Dois tempos da imprensa

Publicado em: 21/07/2012

A imprensa em dois tempos, poderia ser título de um grande ensaio sobre a importância da comunicação para a democracia e o comportamento de alguns setores que vêem o seu mundo em volta, com um olhar vesgo e cheio de defeitos. Numa primeira análise, observe o comportamento de alguns órgãos de comunicação e especialmente da televisão no tratamento de assuntos ligados a violência e aos crimes de modo geral. No mundo das grandes redes a Globo, por exemplo, vem se destacando entre as que mais se dedicam a transformar bandidos, assassinos, em celebridades, dando grandes espaços em seus noticiários para cobrir as ações de criminosos com detalhes que vão desde a formação e infância do bandido até sua entrada e primeiros dias na prisão.

O último personagem focalizado é a mulher do empresário paulista que foi morto e esquartejado por ela. A assassina ganhou recentemente matéria de destaque no telejornal diurno da rede com direito a comentários cobre seu comportamento suave, macio e as boas maneiras e simpatia que estariam conquistando colegas de presídio.

A mulher mata o marido com crueldade que só se vê em filmes de horror, é presa e a televisão se dá ao trabalho de produzir matéria que em última análise só interessa a assassina. Matou, foi presa, acabou. A partir desse momento o caso está com a justiça. Só deve ser notícia no dia em que terminar o julgamento e for lida a sentença do Juiz. O resto é promoção para fazer de uma pessoa que matou outra, uma celebridade que aparece com destaque nos noticiários da grande imprensa: TV et caterva.

Outro tempo da imprensa, neste despretensioso comentário é a redução do número de jornais numa das capitais mais ricas do país.
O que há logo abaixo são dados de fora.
pub mod json_store;
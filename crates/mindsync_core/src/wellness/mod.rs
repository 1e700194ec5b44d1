//! The daily wellness set: six tips picked from the pool with a seed derived
//! only from the calendar date, so every user sees the same list on a given
//! day. Per-user completion is laid over the generated titles afterwards.

mod tips;

pub use tips::TipPool;

use crate::clock::date_key;
use crate::completion::wellness_breakdown;
use crate::error::AppError;
use crate::model::{DailyActivity, WellnessActivity, WellnessCompletion};
use time::Date;

pub const DAILY_SET_SIZE: usize = 6;

const LCG_MULTIPLIER: i64 = 9301;
const LCG_INCREMENT: i64 = 49297;
const LCG_MODULUS: i64 = 233280;

pub fn daily_seed(date: Date) -> i64 {
    let month = i64::from(u8::from(date.month()));
    i64::from(date.year()) * 10_000 + month * 100 + i64::from(date.day())
}

/// Fisher-Yates driven by a small linear congruential generator.
///
/// The swap index is computed in floating point so the order matches the
/// lists users have already seen for past dates.
pub fn seeded_shuffle<T: Clone>(items: &[T], seed: i64) -> Vec<T> {
    let mut shuffled = items.to_vec();
    let mut state = seed;

    for i in (1..shuffled.len()).rev() {
        state = (state * LCG_MULTIPLIER + LCG_INCREMENT).rem_euclid(LCG_MODULUS);
        let j = ((state as f64 / LCG_MODULUS as f64) * (i + 1) as f64).floor() as usize;
        shuffled.swap(i, j);
    }

    shuffled
}

pub fn generate_daily_wellness_set(
    date: Date,
    pool: &TipPool,
) -> Result<Vec<DailyActivity>, AppError> {
    if pool.len() < DAILY_SET_SIZE {
        return Err(AppError::invalid_data(format!(
            "wellness tip pool needs at least {DAILY_SET_SIZE} tips, found {}",
            pool.len()
        )));
    }

    let seed = daily_seed(date);
    let shuffled = seeded_shuffle(pool.tips(), seed);
    tracing::debug!(seed, pool = pool.len(), "generated daily wellness set");

    Ok(shuffled
        .into_iter()
        .take(DAILY_SET_SIZE)
        .enumerate()
        .map(|(index, title)| DailyActivity {
            id: format!("wellness-{seed}-{index}"),
            title,
        })
        .collect())
}

pub fn overlay_completion(
    daily_set: &[DailyActivity],
    records: &[WellnessCompletion],
    date: Date,
) -> Vec<WellnessActivity> {
    let day = date_key(date);
    daily_set
        .iter()
        .map(|activity| WellnessActivity {
            id: activity.id.clone(),
            title: activity.title.clone(),
            completed: records
                .iter()
                .any(|record| record.date == day && record.title == activity.title),
        })
        .collect()
}

/// Generates the set for `date` and overlays the user's records in one step.
pub fn daily_wellness(
    date: Date,
    pool: &TipPool,
    records: &[WellnessCompletion],
) -> Result<Vec<WellnessActivity>, AppError> {
    let daily_set = generate_daily_wellness_set(date, pool)?;
    Ok(overlay_completion(&daily_set, records, date))
}

/// Score for the day: reaching the wellness target already counts as 100.
pub fn wellness_percentage(activities: &[WellnessActivity]) -> u8 {
    wellness_breakdown(activities).percentage
}

/// Adds the record for (`title`, `date`) or removes it if present.
///
/// Returns whether the title is completed afterwards.
pub fn toggle_completion(records: &mut Vec<WellnessCompletion>, title: &str, date: Date) -> bool {
    let day = date_key(date);
    let before = records.len();
    records.retain(|record| !(record.date == day && record.title == title));

    if records.len() != before {
        return false;
    }

    records.push(WellnessCompletion {
        title: title.to_string(),
        date: day,
    });
    true
}
use std::collections::BTreeMap;
use std::fs;
use std::path::{Path, PathBuf};
use std::str::FromStr;

pub const DEFAULT_PERSONA: Persona = Persona::Nova;

/// Keys the config command knows how to describe
pub static KNOWN_KEYS: &[(&str, &str)] = &[
    ("persona", "Which assistant answers: nova or jarvis"),
    ("wake_word", "Word that wakes the jarvis persona"),
    ("seed", "Fixed random seed for repeatable responses"),
    ("data_dir", "Directory holding nova.db"),
];

/// Which command processor answers
#[derive(Debug, Clone, Copy, PartialEq, Eq)]
pub enum Persona {
    Nova,
    Jarvis,
}

impl Persona {
    pub fn as_str(&self) -> &'static str {
        match self {
            Persona::Nova => "nova",
            Persona::Jarvis => "jarvis",
        }
    }
}

impl FromStr for Persona {
    type Err = String;

    fn from_str(s: &str) -> Result<Self, Self::Err> {
        match s.trim().to_lowercase().as_str() {
            "nova" => Ok(Persona::Nova),
            "jarvis" => Ok(Persona::Jarvis),
            other => Err(format!("Unknown persona: {} (expected nova or jarvis)", other)),
        }
    }
}

// -----------------------------------------------------------------------------
// Locations
// -----------------------------------------------------------------------------

/// Config directory, `NOVA_HOME` wins over `~/.config/nova`
pub fn config_dir() -> PathBuf {
    if let Ok(path) = std::env::var("NOVA_HOME") {
        return PathBuf::from(path);
    }

    dirs::config_dir()
        .or_else(|| dirs::home_dir().map(|h| h.join(".config")))
        .unwrap_or_else(|| PathBuf::from("."))
        .join("nova")
}

fn default_data_dir() -> PathBuf {
    if let Ok(path) = std::env::var("NOVA_HOME") {
        return PathBuf::from(path);
    }

    dirs::data_dir()
        .unwrap_or_else(|| PathBuf::from("."))
        .join("nova")
}

// -----------------------------------------------------------------------------
// Config file
// -----------------------------------------------------------------------------

/// Configuration manager backed by a YAML file
pub struct NovaConfig {
    config_file: PathBuf,
    config: BTreeMap<String, String>,
}

impl NovaConfig {
    /// Load the config from the default location
    pub fn load() -> Self {
        Self::load_from(config_dir().join("config.yaml"))
    }

    /// Load from a specific file. A missing or unreadable file is an empty config.
    pub fn load_from(config_file: PathBuf) -> Self {
        let config: BTreeMap<String, String> = fs::read_to_string(&config_file)
            .ok()
            .and_then(|content| serde_yaml::from_str::<BTreeMap<String, serde_yaml::Value>>(&content).ok())
            .map(|raw| {
                raw.into_iter()
                    .filter_map(|(k, v)| value_to_string(v).map(|v| (k, v)))
                    .collect()
            })
            .unwrap_or_default();

        Self {
            config_file,
            config,
        }
    }

    fn save(&self) -> std::io::Result<()> {
        if let Some(dir) = self.config_file.parent() {
            fs::create_dir_all(dir)?;
        }
        let content = serde_yaml::to_string(&self.config)
            .map_err(|e| std::io::Error::new(std::io::ErrorKind::InvalidData, e))?;
        fs::write(&self.config_file, content)
    }

    pub fn path(&self) -> &Path {
        &self.config_file
    }

    pub fn get(&self, key: &str) -> Option<String> {
        self.config.get(key).cloned()
    }

    pub fn set(&mut self, key: &str, value: &str) -> std::io::Result<()> {
        self.config.insert(key.to_string(), value.to_string());
        self.save()
    }

    pub fn entries(&self) -> impl Iterator<Item = (&String, &String)> {
        self.config.iter()
    }

    pub fn persona(&self) -> Persona {
        self.get("persona")
            .and_then(|p| p.parse().ok())
            .unwrap_or(DEFAULT_PERSONA)
    }

    pub fn wake_word(&self) -> String {
        self.get("wake_word")
            .unwrap_or_else(|| crate::jarvis::DEFAULT_WAKE_WORD.to_string())
    }

    pub fn seed(&self) -> Option<u64> {
        self.get("seed").and_then(|s| s.trim().parse().ok())
    }

    pub fn data_dir(&self) -> PathBuf {
        self.get("data_dir")
            .map(PathBuf::from)
            .unwrap_or_else(default_data_dir)
    }

    pub fn db_path(&self) -> PathBuf {
        self.data_dir().join("nova.db")
    }
}

fn value_to_string(value: serde_yaml::Value) -> Option<String> {
    match value {
        serde_yaml::Value::String(s) => Some(s),
        serde_yaml::Value::Number(n) => Some(n.to_string()),
        serde_yaml::Value::Bool(b) => Some(b.to_string()),
        _ => None,
    }
}

#[cfg(test)]
mod tests {
    use super::*;

    #[test]
    fn test_defaults_when_missing() {
        let dir = tempfile::tempdir().unwrap();
        let config = NovaConfig::load_from(dir.path().join("config.yaml"));

        assert_eq!(config.persona(), Persona::Nova);
        assert_eq!(config.wake_word(), "jarvis");
        assert_eq!(config.seed(), None);
    }

    #[test]
    fn test_set_persists() {
        let dir = tempfile::tempdir().unwrap();
        let path = dir.path().join("nested").join("config.yaml");

        let mut config = NovaConfig::load_from(path.clone());
        config.set("persona", "jarvis").unwrap();
        config.set("seed", "42").unwrap();
        config.set("data_dir", "/tmp/nova-data").unwrap();

        let reloaded = NovaConfig::load_from(path);
        assert_eq!(reloaded.persona(), Persona::Jarvis);
        assert_eq!(reloaded.seed(), Some(42));
        assert_eq!(reloaded.db_path(), PathBuf::from("/tmp/nova-data/nova.db"));
    }

    #[test]
    fn test_numeric_yaml_values() {
        let dir = tempfile::tempdir().unwrap();
        let path = dir.path().join("config.yaml");
        fs::write(&path, "seed: 7\nwake_word: friday\n").unwrap();

        let config = NovaConfig::load_from(path);
        assert_eq!(config.seed(), Some(7));
        assert_eq!(config.wake_word(), "friday");
    }

    #[test]
    fn test_malformed_file_is_empty() {
        let dir = tempfile::tempdir().unwrap();
        let path = dir.path().join("config.yaml");
        fs::write(&path, ": : not yaml [").unwrap();

        let config = NovaConfig::load_from(path);
        assert_eq!(config.entries().count(), 0);
    }

    #[test]
    fn test_parse_persona() {
        assert_eq!("Jarvis".parse::<Persona>().unwrap(), Persona::Jarvis);
        assert!("hal".parse::<Persona>().is_err());
    }
}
Curitiba que já teve mais de quatro empresas com jornais de circulação diária, está atualmente com apenas uma, que edita a Gazeta do Povo e a Tribuna do Paraná, recentemente adquirida do ex-governador Paulo Pimentel.

Apenas uma empresa domina o mercado de quase três milhões de habitantes que ficaram sem outras opções.

A Capital paranaense já contou com jornais de boa circulação diária e excelente qualidade editorial e gráfica: Diário do Paraná, Gazeta do Povo, Diário da Tarde, O Estado do Paraná, Tribuna do Paraná e Jornal de Curitiba.

Enquanto em outros estados do Sul se amplia a máquina de informar, no Paraná esta fica cada dia menor, menos atraente, criando mais problema para  centenas de jovens jornalista que deixam as faculdades sonhando com uma oportunidade de trabalho e, quando vão ver esbarram com a realidade dura e cruel: a falta de emprego.